Vaghezza, indolenza e indulgenza dei ricordi, dei conforti dati dagli ambienti e dal pensiero,  tracce di Grecia, di Egitto, di origini e di viaggi. Soprattutto quello che si conosce per via diretta. La propria visione, la propria percezione ma solo di ciò che si sa, che si comprende, con una tendenza al biografismo che non è autoreferenzialità, tutt’altro, l’atteggiamento è sempre schivo e sempre conserva il peso di una discendenza da cotanto padre, è soltanto che non si possono scindere le componenti che danno contenuto all’espressione, sarebbe come distinguere l’oggetto dal modo, l’interno dall’esterno, e in Ruggero Savinio questo non è mai possibile.

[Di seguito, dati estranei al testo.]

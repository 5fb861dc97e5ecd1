pub mod hashing;
pub mod ids;
pub mod messages;
pub mod model;
pub mod time;
pub mod transitions;
pub mod types;

pub use hashing::*;
pub use ids::*;
pub use messages::*;
pub use model::*;
pub use time::*;
pub use transitions::*;
pub use types::*;
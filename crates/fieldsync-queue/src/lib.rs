pub mod orchestrator;
pub mod queue;
pub mod upload;

pub use orchestrator::*;
pub use queue::*;
pub use upload::*;
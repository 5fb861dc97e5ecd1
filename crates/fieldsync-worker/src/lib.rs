mod worker;

pub use worker::*;
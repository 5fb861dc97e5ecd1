use fieldsync_core::{ClientMessage, SYNC_TAG};
use fieldsync_platform::{Platform, SyncScheduler, WorkerState};
use fieldsync_worker::BackgroundWorker;
use tokio::sync::mpsc::error::TryRecvError;

async fn platform_with_worker() -> Platform {
    let platform = Platform::new(true);
    let handle = BackgroundWorker::install(&platform, 1, SYNC_TAG).await.unwrap();
    assert_eq!(handle.state, WorkerState::Activated);
    platform
}

#[tokio::test]
async fn each_open_page_gets_exactly_one_wakeup() {
    let platform = platform_with_worker().await;
    let mut pages = vec![];
    for i in 0..3 {
        pages.push(platform.open_page(format!("/jobs/{i}")).await);
    }

    platform.register(SYNC_TAG).unwrap();
    let fired = platform.set_online(true).await;
    assert_eq!(fired.len(), 1);
    assert_eq!(fired[0].outcome, Ok(3));

    for page in &mut pages {
        assert_eq!(page.inbox.try_recv().unwrap(), ClientMessage::SyncEvidenceQueue);
        assert_eq!(page.inbox.try_recv().unwrap_err(), TryRecvError::Empty);
    }
}

#[tokio::test]
async fn no_open_pages_is_a_quiet_no_op() {
    let platform = platform_with_worker().await;
    platform.register(SYNC_TAG).unwrap();
    let fired = platform.set_online(true).await;
    assert_eq!(fired[0].outcome, Ok(0));
    assert!(platform.background_sync().pending_tags().is_empty());
}

#[tokio::test]
async fn pages_open_before_install_are_claimed_and_woken() {
    let platform = Platform::new(true);
    let mut early = platform.open_page("/").await;
    BackgroundWorker::install(&platform, 1, SYNC_TAG).await.unwrap();

    platform.register(SYNC_TAG).unwrap();
    platform.set_online(true).await;
    assert_eq!(early.inbox.try_recv().unwrap(), ClientMessage::SyncEvidenceQueue);
}

#[tokio::test]
async fn closed_page_is_skipped_without_failing_the_event() {
    let platform = platform_with_worker().await;
    let mut alive = platform.open_page("/a").await;
    let gone = platform.open_page("/b").await;
    // page went away without unregistering
    drop(gone);

    platform.register(SYNC_TAG).unwrap();
    let fired = platform.set_online(true).await;
    assert_eq!(fired[0].outcome, Ok(1));
    assert_eq!(alive.inbox.try_recv().unwrap(), ClientMessage::SyncEvidenceQueue);
    // the gone page is pruned from the registry
    assert_eq!(platform.clients().len().await, 1);
}

#[tokio::test]
async fn unknown_tag_wakes_nobody() {
    let platform = platform_with_worker().await;
    let mut page = platform.open_page("/").await;
    platform.register("some-other-sync").unwrap();
    let fired = platform.set_online(true).await;
    assert_eq!(fired[0].outcome, Ok(0));
    assert_eq!(page.inbox.try_recv().unwrap_err(), TryRecvError::Empty);
}

#[tokio::test]
async fn new_version_takes_over_open_pages() {
    let platform = platform_with_worker().await;
    let mut page = platform.open_page("/").await;
    let v2 = BackgroundWorker::install(&platform, 2, SYNC_TAG).await.unwrap();
    assert_eq!(v2.state, WorkerState::Activated);
    assert_eq!(platform.active_version(), Some(2));
    assert_eq!(platform.clients().controlled_by(2).await, 1);

    platform.register(SYNC_TAG).unwrap();
    platform.set_online(true).await;
    assert_eq!(page.inbox.try_recv().unwrap(), ClientMessage::SyncEvidenceQueue);
}
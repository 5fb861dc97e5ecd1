use std::path::Path;
use std::sync::{Mutex, MutexGuard};
use std::time::Duration;

use anyhow::anyhow;
use fieldsync_core::{
    next_created_at, now_ms, CaptureInput, EvidenceRecord, PatchOutcome, RecordId, RecordPatch, RecordStatus,
};
use fieldsync_storage::{merge_patch, RecordStore, StorageError, StoreResult};
use rusqlite::{params, params_from_iter, Connection, ErrorCode, OptionalExtension, Row, TransactionBehavior};
use tracing::{debug, info};

const COLUMNS: &str = "id, job_id, milestone_id, file_name, mime_type, content_hash, created_at, status, file, last_error, remote_url, uploaded_at";

pub const DEFAULT_BUSY_TIMEOUT: Duration = Duration::from_secs(5);

/// Durable record store. Several handles (pages, CLI invocations) may open the
/// same file; WAL plus a busy timeout lets them interleave safely.
pub struct SqliteRecordStore {
    conn: Mutex<Connection>,
}

trait SqlResultExt<T> {
    fn store_err(self) -> StoreResult<T>;
}

impl<T> SqlResultExt<T> for rusqlite::Result<T> {
    fn store_err(self) -> StoreResult<T> {
        self.map_err(|e| match e.sqlite_error_code() {
            Some(
                ErrorCode::CannotOpen
                | ErrorCode::ReadOnly
                | ErrorCode::DiskFull
                | ErrorCode::PermissionDenied
                | ErrorCode::NotADatabase,
            ) => StorageError::Unavailable(e.to_string()),
            _ => StorageError::Backend(e.into()),
        })
    }
}

/// Row shape before the status column is validated.
struct RawRecord {
    record: EvidenceRecord,
    status: String,
}

impl RawRecord {
    fn from_row(r: &Row<'_>) -> rusqlite::Result<Self> {
        Ok(Self {
            record: EvidenceRecord {
                id: RecordId::from_str(r.get::<_, String>(0)?),
                job_id: r.get(1)?,
                milestone_id: r.get(2)?,
                file_name: r.get(3)?,
                mime_type: r.get(4)?,
                content_hash: r.get(5)?,
                created_at: r.get(6)?,
                // overwritten by decode()
                status: RecordStatus::Pending,
                file: r.get(8)?,
                last_error: r.get(9)?,
                remote_url: r.get(10)?,
                uploaded_at: r.get(11)?,
            },
            status: r.get(7)?,
        })
    }

    fn decode(self) -> StoreResult<EvidenceRecord> {
        let status = RecordStatus::parse(&self.status).ok_or_else(|| StorageError::Corrupt {
            id: self.record.id.0.clone(),
            reason: format!("unknown status {:?}", self.status),
        })?;
        Ok(EvidenceRecord { status, ..self.record })
    }
}

impl SqliteRecordStore {
    pub fn open(db_path: &Path) -> StoreResult<Self> {
        Self::open_with_timeout(db_path, DEFAULT_BUSY_TIMEOUT)
    }

    /// Any failure here means the substrate cannot be used at all.
    pub fn open_with_timeout(db_path: &Path, busy_timeout: Duration) -> StoreResult<Self> {
        let unavailable = |e: &dyn std::fmt::Display| {
            StorageError::Unavailable(format!("open sqlite db {}: {}", db_path.display(), e))
        };
        if let Some(parent) = db_path.parent() {
            std::fs::create_dir_all(parent).map_err(|e| unavailable(&e))?;
        }
        let conn = Connection::open(db_path).map_err(|e| unavailable(&e))?;
        conn.busy_timeout(busy_timeout).map_err(|e| unavailable(&e))?;
        let mode: String = conn
            .pragma_update_and_check(None, "journal_mode", "WAL", |r| r.get(0))
            .map_err(|e| unavailable(&e))?;
        // init schema
        let init_sql = include_str!("../migrations/0001_init.sql");
        conn.execute_batch(init_sql).map_err(|e| unavailable(&e))?;
        info!(path = %db_path.display(), journal_mode = %mode, "opened evidence store");
        Ok(Self { conn: Mutex::new(conn) })
    }

    fn lock(&self) -> StoreResult<MutexGuard<'_, Connection>> {
        self.conn
            .lock()
            .map_err(|_| StorageError::Backend(anyhow!("sqlite connection lock poisoned")))
    }

    fn query_records(conn: &Connection, sql: &str, args: &[&str]) -> StoreResult<Vec<EvidenceRecord>> {
        let mut stmt = conn.prepare(sql).store_err()?;
        let rows = stmt.query_map(params_from_iter(args.iter()), RawRecord::from_row).store_err()?;
        let mut out = vec![];
        for row in rows {
            out.push(row.store_err()?.decode()?);
        }
        Ok(out)
    }

    fn select_one(conn: &Connection, id: &RecordId) -> StoreResult<Option<EvidenceRecord>> {
        let raw = conn
            .query_row(
                &format!("SELECT {COLUMNS} FROM evidence WHERE id = ?1"),
                params![id.0],
                RawRecord::from_row,
            )
            .optional()
            .store_err()?;
        raw.map(RawRecord::decode).transpose()
    }
}

impl RecordStore for SqliteRecordStore {
    fn create(&self, input: CaptureInput) -> StoreResult<EvidenceRecord> {
        let mut conn = self.lock()?;
        let tx = conn.transaction_with_behavior(TransactionBehavior::Immediate).store_err()?;
        let last: Option<i64> = tx
            .query_row("SELECT MAX(created_at) FROM evidence", [], |r| r.get(0))
            .store_err()?;
        let record = input.into_record(RecordId::new(), next_created_at(now_ms(), last));
        tx.execute(
            &format!("INSERT INTO evidence({COLUMNS}) VALUES (?1, ?2, ?3, ?4, ?5, ?6, ?7, ?8, ?9, ?10, ?11, ?12)"),
            params![
                record.id.0,
                record.job_id,
                record.milestone_id,
                record.file_name,
                record.mime_type,
                record.content_hash,
                record.created_at,
                record.status.as_str(),
                record.file,
                record.last_error,
                record.remote_url,
                record.uploaded_at
            ],
        )
        .store_err()?;
        tx.commit().store_err()?;
        debug!(record = %record.id, job = %record.job_id, bytes = record.file.len(), "created evidence record");
        Ok(record)
    }

    fn get(&self, id: &RecordId) -> StoreResult<Option<EvidenceRecord>> {
        let conn = self.lock()?;
        Self::select_one(&conn, id)
    }

    fn patch(&self, id: &RecordId, patch: &RecordPatch) -> StoreResult<PatchOutcome> {
        let mut conn = self.lock()?;
        let tx = conn.transaction_with_behavior(TransactionBehavior::Immediate).store_err()?;
        let Some(current) = Self::select_one(&tx, id)? else {
            tx.commit().store_err()?;
            debug!(record = %id, "patch on absent record ignored");
            return Ok(PatchOutcome::Missing);
        };
        let outcome = merge_patch(current, patch);
        if let PatchOutcome::Applied(updated) = &outcome {
            tx.execute(
                "UPDATE evidence SET status = ?1, last_error = ?2, remote_url = ?3, uploaded_at = ?4 WHERE id = ?5",
                params![
                    updated.status.as_str(),
                    updated.last_error,
                    updated.remote_url,
                    updated.uploaded_at,
                    id.0
                ],
            )
            .store_err()?;
        }
        tx.commit().store_err()?;
        Ok(outcome)
    }

    fn remove(&self, id: &RecordId) -> StoreResult<bool> {
        let conn = self.lock()?;
        let n = conn.execute("DELETE FROM evidence WHERE id = ?1", params![id.0]).store_err()?;
        Ok(n > 0)
    }

    fn list_all(&self) -> StoreResult<Vec<EvidenceRecord>> {
        let conn = self.lock()?;
        Self::query_records(&conn, &format!("SELECT {COLUMNS} FROM evidence ORDER BY created_at, id"), &[])
    }

    fn list_by_status(&self, statuses: &[RecordStatus]) -> StoreResult<Vec<EvidenceRecord>> {
        if statuses.is_empty() {
            return Ok(vec![]);
        }
        let conn = self.lock()?;
        let placeholders = vec!["?"; statuses.len()].join(", ");
        let names: Vec<&str> = statuses.iter().map(|s| s.as_str()).collect();
        Self::query_records(
            &conn,
            &format!("SELECT {COLUMNS} FROM evidence WHERE status IN ({placeholders}) ORDER BY created_at, id"),
            &names,
        )
    }

    fn remove_where(&self, predicate: &dyn Fn(RecordStatus) -> bool) -> StoreResult<usize> {
        let mut conn = self.lock()?;
        let tx = conn.transaction_with_behavior(TransactionBehavior::Immediate).store_err()?;
        let snapshot: Vec<(String, String)> = {
            let mut stmt = tx.prepare("SELECT id, status FROM evidence").store_err()?;
            let rows = stmt.query_map([], |r| Ok((r.get::<_, String>(0)?, r.get::<_, String>(1)?))).store_err()?;
            rows.collect::<rusqlite::Result<_>>().store_err()?
        };
        let mut removed = 0;
        for (id, status) in snapshot {
            let matches = RecordStatus::parse(&status).map(|s| predicate(s)).unwrap_or(false);
            if !matches {
                continue;
            }
            // status guard: only delete the row as it was seen in the snapshot
            removed += tx
                .execute("DELETE FROM evidence WHERE id = ?1 AND status = ?2", params![id, status])
                .store_err()?;
        }
        tx.commit().store_err()?;
        if removed > 0 {
            info!(removed, "swept evidence records");
        }
        Ok(removed)
    }
}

Le dicotomie esistono ma non sono mai completamente l’una o l’altra, così abbiamo materia o segno, inizio o fine, precisione o dissolvenza, costruzione o rovina, ma quell’o di mezzo non è un aut aut disgiuntivo, bensì un vel che lascia spazio al limbo, all’indeterminatezza che crea possibilità. Anche quella tra materia e forma, in Ruggero Savinio non è un’opposizione ma un’approssimazione, un avvicinamento all’interno del quale sta la pittura: ne’ vuoti purismi materici, ne’ invadenze iconologiche, ma un sottile equilibrio tremulo che non rinuncia all’iletismo ne’ alla figurazione.
Ruggero Savinio dimora in quel campo docile ed ibrido che non ha bisogno di definizioni per essere riconosciuto, tanto è fatto della sostanza della sua esperienza, umorale, intellettuale, fisica ed emotiva.
Così è la pittura, così è la scrittura.
Che racconta. O indica il tracciato sul quale leggere il racconto della pittura.